The Caribbean Community’s Council of Legal Education (CLE) has approved Guyana’s request to establish a Law School here and so create more space for Guyanese as well as other citizens to become lawyers, Attorney General Anil Nandlall said Sunday.

“This request was favourably considered, and the Council made a decision to write the Government of Guyana shortly, informing of this decision and setting out the criteria and other requirements which the Government will have to satisfy,” he said in a statement. He noted that Guyana has been trying for the past 30 years to establish a Law School.

Mr Nandlall said Guyana has already told the CLE that it would provide the land and buildings to accommodate the Law School to be run by the Council.

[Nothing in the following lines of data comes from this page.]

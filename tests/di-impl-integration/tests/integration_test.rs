//! 注册表与配置源的端到端集成测试

use config_impl::{configure_from, FileConfigSource};
use di_abstractions::{callable, InstanceRegistry, ResolveRequest, TypeRegistration};
use di_impl::Registry;
use infrastructure_common::RegistryError;
use std::io::Write;
use std::sync::atomic::{AtomicUsize, Ordering};
use std::sync::{Arc, Once};

static INIT_LOGGER: Once = Once::new();

/// 初始化测试日志系统（只初始化一次）
fn init_test_logger() {
    INIT_LOGGER.call_once(|| {
        tracing_subscriber::fmt()
            .with_env_filter("debug")
            .with_test_writer()
            .try_init()
            .ok();
    });
}

/// 日志组件
#[derive(Debug)]
struct Logger {
    channel: String,
    level: String,
}

/// 连接管理组件
#[derive(Debug)]
struct ConnectionManager {
    host: String,
    port: u16,
}

fn build_registry(connections: Arc<AtomicUsize>) -> Registry {
    Registry::builder()
        .register_type(
            TypeRegistration::new("Logger")
                .with_constructor(|args| {
                    Ok(Logger {
                        channel: args.argument(0, "channel")?,
                        level: args.optional(1, "level")?.unwrap_or_else(|| "info".to_string()),
                    })
                })
                .with_initializer("quiet", |args| {
                    Ok(Logger {
                        channel: args.argument(0, "channel")?,
                        level: "error".to_string(),
                    })
                }),
        )
        .register_type(TypeRegistration::new("ConnectionManager").with_constructor(move |args| {
            connections.fetch_add(1, Ordering::SeqCst);
            Ok(ConnectionManager {
                host: args.argument(0, "host")?,
                port: args.optional(1, "port")?.unwrap_or(5432),
            })
        }))
        .register_callable("default_logger", callable(|| {
            Ok(Logger {
                channel: "default".to_string(),
                level: "warn".to_string(),
            })
        }))
        .build()
}

fn write_config(suffix: &str, content: &str) -> anyhow::Result<tempfile::NamedTempFile> {
    let mut file = tempfile::Builder::new().suffix(suffix).tempfile()?;
    file.write_all(content.as_bytes())?;
    Ok(file)
}

#[tokio::test]
async fn test_file_configured_instances() -> anyhow::Result<()> {
    init_test_logger();
    let connections = Arc::new(AtomicUsize::new(0));
    let registry = build_registry(connections.clone());

    let file = write_config(
        ".json",
        r#"{
            "db": {"className": "ConnectionManager", "params": {"host": "localhost"}, "shared": true},
            "audit": {"typeName": "Logger", "params": ["audit", "debug"]},
            "silent": {"typeName": "Logger", "params": ["jobs"], "initFunction": "quiet"}
        }"#,
    )?;
    let loaded = configure_from(&registry, &FileConfigSource::new(file.path())?).await?;
    assert_eq!(loaded, 3);

    let db = registry.resolve_as::<ConnectionManager>(
        ResolveRequest::new("ConnectionManager").with_instance_name("db"),
    )?;
    let db_again = registry.resolve_as::<ConnectionManager>(
        ResolveRequest::new("ConnectionManager").with_instance_name("db"),
    )?;
    assert_eq!(db.host, "localhost");
    assert_eq!(db.port, 5432);
    assert!(Arc::ptr_eq(&db, &db_again));
    assert_eq!(connections.load(Ordering::SeqCst), 1);

    let audit = registry.resolve_as::<Logger>(ResolveRequest::new("Logger").with_instance_name("audit"))?;
    assert_eq!(audit.channel, "audit");
    assert_eq!(audit.level, "debug");

    let silent = registry.resolve_configured("silent")?.downcast::<Logger>().map_err(|_| {
        anyhow::anyhow!("silent 不是 Logger")
    })?;
    assert_eq!(silent.channel, "jobs");
    assert_eq!(silent.level, "error");

    Ok(())
}

#[tokio::test]
async fn test_yaml_config_with_callable_initializer() -> anyhow::Result<()> {
    init_test_logger();
    let registry = build_registry(Arc::new(AtomicUsize::new(0)));

    let file = write_config(
        ".yml",
        "fallback:\n  typeName: Logger\n  initializerName: default_logger\n",
    )?;
    configure_from(&registry, &FileConfigSource::new(file.path())?).await?;

    let logger = registry.resolve_as::<Logger>(ResolveRequest::new("Logger").with_instance_name("fallback"))?;

    assert_eq!(logger.channel, "default");
    assert_eq!(logger.level, "warn");
    Ok(())
}

#[tokio::test]
async fn test_test_double_replaces_configured_instance() -> anyhow::Result<()> {
    let connections = Arc::new(AtomicUsize::new(0));
    let registry = build_registry(connections.clone());
    let file = write_config(
        ".toml",
        "[db]\ntypeName = \"ConnectionManager\"\nparams = [\"prod.internal\", 6432]\n",
    )?;
    configure_from(&registry, &FileConfigSource::new(file.path())?).await?;

    registry.register_instance(
        "db",
        ConnectionManager {
            host: "fake".to_string(),
            port: 0,
        },
    );
    let db = registry.resolve_as::<ConnectionManager>(
        ResolveRequest::new("ConnectionManager").with_instance_name("db"),
    )?;

    assert_eq!(db.host, "fake");
    assert_eq!(connections.load(Ordering::SeqCst), 0);
    Ok(())
}

#[tokio::test]
async fn test_malformed_record_surfaces_at_resolve_time() -> anyhow::Result<()> {
    let registry = build_registry(Arc::new(AtomicUsize::new(0)));
    let file = write_config(".json", r#"{"db": {"typeName": "ConnectionManager", "params": [42]}}"#)?;

    configure_from(&registry, &FileConfigSource::new(file.path())?).await?;
    let err = registry
        .resolve(ResolveRequest::new("ConnectionManager").with_instance_name("db"))
        .unwrap_err();

    assert!(matches!(err, RegistryError::ConstructionFailed { .. }));
    assert!(!registry.is_cached("db"));
    Ok(())
}

#[tokio::test]
async fn test_concurrent_tasks_share_one_instance() -> anyhow::Result<()> {
    let connections = Arc::new(AtomicUsize::new(0));
    let registry = Arc::new(build_registry(connections.clone()));

    let mut handles = Vec::new();
    for _ in 0..16 {
        let registry = registry.clone();
        handles.push(tokio::task::spawn_blocking(move || {
            registry.resolve(
                ResolveRequest::new("ConnectionManager")
                    .with_params(serde_json::json!({"host": "localhost", "port": 1})),
            )
        }));
    }

    let mut instances = Vec::new();
    for handle in handles {
        instances.push(handle.await??);
    }

    assert_eq!(connections.load(Ordering::SeqCst), 1);
    assert!(instances.windows(2).all(|pair| Arc::ptr_eq(&pair[0], &pair[1])));
    Ok(())
}

#[test]
fn test_global_function_passes_through() -> anyhow::Result<()> {
    let registry = Arc::new(build_registry(Arc::new(AtomicUsize::new(0))));
    di_impl::set_global_registry(registry.clone());

    let logger = di_impl::resolve_as::<Logger>(
        ResolveRequest::new("Logger").with_params(serde_json::json!("global")),
    )?;

    assert_eq!(logger.channel, "global");
    assert!(registry.is_cached("Logger"));
    assert!(di_impl::resolve("Missing").unwrap_err().is_type_not_found());
    Ok(())
}
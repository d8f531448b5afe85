//! # Infrastructure Common
//!
//! 这个 crate 提供了命名实例注册表的公共类型和错误定义。
//!
//! ## 核心类型
//!
//! - [`ConstructionConfig`] - 构造配置记录
//! - [`ConfigTable`] - 实例名到构造配置的映射
//! - [`RegistryError`] - 注册表错误类型
//! - [`ConfigError`] - 配置源错误类型
//!
//! ## 设计原则
//!
//! - 配置记录在加载时不做形状校验，错误延迟到构造时暴露
//! - 构造失败通过显式的错误通道返回，从不与合法返回值混淆

pub mod configuration;
pub mod errors;

pub use configuration::*;
pub use errors::*;
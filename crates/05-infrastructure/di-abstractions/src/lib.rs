//! # Instance Registry Abstractions
//!
//! 命名实例注册表的抽象层，定义实例解析、注册和构造的核心接口。
//!
//! ## 核心接口
//!
//! - [`InstanceRegistry`] - 实例注册表接口
//! - [`ResolveRequest`] - 实例解析请求
//! - [`TypeRegistration`] - 类型构造注册信息
//! - [`ConstructorArgs`] - 规范化后的构造参数

pub mod registry;
pub mod resolver;
pub mod factory;
pub mod container;

pub use registry::*;
pub use resolver::*;
pub use factory::*;
pub use container::*;
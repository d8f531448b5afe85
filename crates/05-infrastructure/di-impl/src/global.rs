//! 进程级默认注册表
//!
//! 为无法直接持有注册表的调用方提供薄的转发函数。
//! 需要隔离状态的代码应当显式持有自己的 [`Registry`]。

use crate::Registry;
use di_abstractions::{Instance, InstanceRegistry, ResolveRequest};
use infrastructure_common::RegistryResult;
use once_cell::sync::Lazy;
use parking_lot::RwLock;
use std::any::Any;
use std::sync::Arc;
use tracing::info;

/// 全局注册表
static GLOBAL_REGISTRY: Lazy<RwLock<Arc<Registry>>> =
    Lazy::new(|| RwLock::new(Arc::new(Registry::new())));

/// 获取全局注册表
pub fn global_registry() -> Arc<Registry> {
    GLOBAL_REGISTRY.read().clone()
}

/// 替换全局注册表，返回之前的注册表
pub fn set_global_registry(registry: Arc<Registry>) -> Arc<Registry> {
    info!("替换全局注册表");
    std::mem::replace(&mut *GLOBAL_REGISTRY.write(), registry)
}

/// 通过全局注册表获取或创建实例
pub fn resolve(request: impl Into<ResolveRequest>) -> RegistryResult<Instance> {
    global_registry().resolve(request.into())
}

/// 通过全局注册表获取或创建实例并转换为具体类型
pub fn resolve_as<T>(request: impl Into<ResolveRequest>) -> RegistryResult<Arc<T>>
where
    T: Any + Send + Sync,
{
    global_registry().resolve_as(request.into())
}
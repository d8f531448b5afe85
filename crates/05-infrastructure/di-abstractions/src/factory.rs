//! 类型构造工厂抽象
//!
//! 以类型名称为键的构造函数表，替代运行时反射或代码生成

use infrastructure_common::{BoxError, RegistryError, RegistryResult};
use serde::de::DeserializeOwned;
use serde_json::{Map, Value};
use std::any::Any;
use std::collections::HashMap;
use std::sync::Arc;

/// 注册表中保存的共享实例
pub type Instance = Arc<dyn Any + Send + Sync>;

/// 普通构造函数类型
pub type ConstructorFn =
    Arc<dyn Fn(&ConstructorArgs) -> Result<Instance, BoxError> + Send + Sync>;

/// 静态初始化器（具名工厂方法）类型
pub type InitializerFn = ConstructorFn;

/// 独立可调用对象类型，调用时不接收参数
pub type CallableFn = Arc<dyn Fn() -> Result<Instance, BoxError> + Send + Sync>;

/// 规范化后的构造参数
///
/// 具名参数保留插入顺序，按位置访问时依次对应。
#[derive(Debug, Clone, PartialEq)]
pub enum ConstructorArgs {
    /// 按位置排列的参数
    Positional(Vec<Value>),
    /// 具名参数
    Named(Map<String, Value>),
}

impl Default for ConstructorArgs {
    fn default() -> Self {
        Self::Positional(Vec::new())
    }
}

impl ConstructorArgs {
    /// 从原始参数规范化
    ///
    /// 缺省或 `null` 得到空参数列表；数组为位置参数；对象为具名参数；
    /// 其他标量包装为单元素位置参数。
    pub fn from_params(params: Option<Value>) -> Self {
        match params {
            None | Some(Value::Null) => Self::default(),
            Some(Value::Array(values)) => Self::Positional(values),
            Some(Value::Object(map)) => Self::Named(map),
            Some(scalar) => Self::Positional(vec![scalar]),
        }
    }

    /// 参数个数
    pub fn len(&self) -> usize {
        match self {
            Self::Positional(values) => values.len(),
            Self::Named(map) => map.len(),
        }
    }

    /// 是否没有参数
    pub fn is_empty(&self) -> bool {
        self.len() == 0
    }

    /// 是否为具名参数
    pub fn is_named(&self) -> bool {
        matches!(self, Self::Named(_))
    }

    /// 按位置获取参数值
    pub fn value(&self, index: usize) -> Option<&Value> {
        match self {
            Self::Positional(values) => values.get(index),
            Self::Named(map) => map.values().nth(index),
        }
    }

    /// 按名称获取参数值，位置参数没有名称
    pub fn named_value(&self, name: &str) -> Option<&Value> {
        match self {
            Self::Positional(_) => None,
            Self::Named(map) => map.get(name),
        }
    }

    /// 按位置迭代所有参数值
    pub fn values(&self) -> Box<dyn Iterator<Item = &Value> + '_> {
        match self {
            Self::Positional(values) => Box::new(values.iter()),
            Self::Named(map) => Box::new(map.values()),
        }
    }

    /// 获取参数并转换为指定类型
    ///
    /// 具名参数优先按名称查找，找不到时退回到位置。
    pub fn argument<T: DeserializeOwned>(&self, index: usize, name: &str) -> RegistryResult<T> {
        self.optional(index, name)?.ok_or_else(|| {
            RegistryError::invalid_argument(format!("缺少参数 #{} ({})", index, name))
        })
    }

    /// 获取可选参数
    pub fn optional<T: DeserializeOwned>(
        &self,
        index: usize,
        name: &str,
    ) -> RegistryResult<Option<T>> {
        let value = self.named_value(name).or_else(|| self.value(index));
        match value {
            None | Some(Value::Null) => Ok(None),
            Some(value) => serde_json::from_value(value.clone()).map(Some).map_err(|e| {
                RegistryError::invalid_argument(format!(
                    "参数 #{} ({}) 类型转换失败: {}",
                    index, name, e
                ))
            }),
        }
    }

    /// 将全部参数绑定到具体类型
    ///
    /// 具名参数绑定为结构体，位置参数绑定为元组或序列。
    pub fn bind<T: DeserializeOwned>(&self) -> RegistryResult<T> {
        let value = match self {
            Self::Positional(values) => Value::Array(values.clone()),
            Self::Named(map) => Value::Object(map.clone()),
        };

        serde_json::from_value(value)
            .map_err(|e| RegistryError::invalid_argument(format!("参数绑定失败: {}", e)))
    }
}

/// 类型构造注册信息
///
/// 一个类型可以有一个普通构造函数和任意多个具名静态初始化器
#[derive(Clone)]
pub struct TypeRegistration {
    /// 类型名称
    pub type_name: String,
    /// 普通构造函数
    pub constructor: Option<ConstructorFn>,
    /// 具名静态初始化器
    pub initializers: HashMap<String, InitializerFn>,
}

impl std::fmt::Debug for TypeRegistration {
    fn fmt(&self, f: &mut std::fmt::Formatter<'_>) -> std::fmt::Result {
        let mut initializers: Vec<&String> = self.initializers.keys().collect();
        initializers.sort();

        f.debug_struct("TypeRegistration")
            .field("type_name", &self.type_name)
            .field("constructor", &self.constructor.as_ref().map(|_| "<function>"))
            .field("initializers", &initializers)
            .finish()
    }
}

impl TypeRegistration {
    /// 创建新的类型注册信息
    pub fn new(type_name: impl Into<String>) -> Self {
        Self {
            type_name: type_name.into(),
            constructor: None,
            initializers: HashMap::new(),
        }
    }

    /// 以 Rust 类型的短名称创建注册信息
    pub fn for_type<T: 'static>() -> Self {
        let full_name = std::any::type_name::<T>();
        let short_name = full_name.rsplit("::").next().unwrap_or(full_name);
        Self::new(short_name)
    }

    /// 设置普通构造函数
    pub fn with_constructor<T, F>(mut self, constructor: F) -> Self
    where
        T: Any + Send + Sync,
        F: Fn(&ConstructorArgs) -> Result<T, BoxError> + Send + Sync + 'static,
    {
        self.constructor = Some(Arc::new(move |args: &ConstructorArgs| {
            constructor(args).map(|value| Arc::new(value) as Instance)
        }));
        self
    }

    /// 添加具名静态初始化器
    pub fn with_initializer<T, F>(mut self, name: impl Into<String>, initializer: F) -> Self
    where
        T: Any + Send + Sync,
        F: Fn(&ConstructorArgs) -> Result<T, BoxError> + Send + Sync + 'static,
    {
        self.initializers.insert(
            name.into(),
            Arc::new(move |args: &ConstructorArgs| {
                initializer(args).map(|value| Arc::new(value) as Instance)
            }),
        );
        self
    }

    /// 是否有普通构造函数
    pub fn has_constructor(&self) -> bool {
        self.constructor.is_some()
    }

    /// 查找具名初始化器
    pub fn initializer(&self, name: &str) -> Option<&InitializerFn> {
        self.initializers.get(name)
    }
}

/// 把返回具体类型的闭包包装为 [`CallableFn`]
pub fn callable<T, F>(callable: F) -> CallableFn
where
    T: Any + Send + Sync,
    F: Fn() -> Result<T, BoxError> + Send + Sync + 'static,
{
    Arc::new(move || callable().map(|value| Arc::new(value) as Instance))
}
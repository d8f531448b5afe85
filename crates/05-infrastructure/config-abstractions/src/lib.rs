//! # Configuration Abstractions
//!
//! 构造配置来源的抽象层。配置的加载和解析由配置源负责，
//! 注册表只接收已经解析好的 [`ConfigTable`](infrastructure_common::ConfigTable)。
//!
//! ## 核心接口
//!
//! - [`ConfigSource`] - 构造配置源接口
//! - [`ConfigSourceKind`] - 配置源格式

pub mod provider;

pub use provider::*;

He credited Guyana’s Chancellor of the Judiciary Yonnette Cummings-Edwards and Attorneys-at-Law, Mr. Teni Housty and Kamal
Ramkarran, representing the Guyana Bar Association, for “ably” supporting him in presenting Guyana’s case.

The CLE meeting was held on September 16 to 17 in Barbados.

The  CLE is the lawful authority for the administering of legal professional education in the Caribbean Region. The Council
does so through its law schools, the Hugh Wooding Law School, St. Augustine in Trinidad and Tobago, Norman Manley Law School, Kingston, Jamaica, and Eugene Dupuch Law School, Nassau, Bahamas.

Under the Treaty, only the first top 25 University of Guyana law degree graduates had been allowed to pursue the Council’s Certificate in Legal Education, but there is no quota system for their counterparts from the University of the West Indies.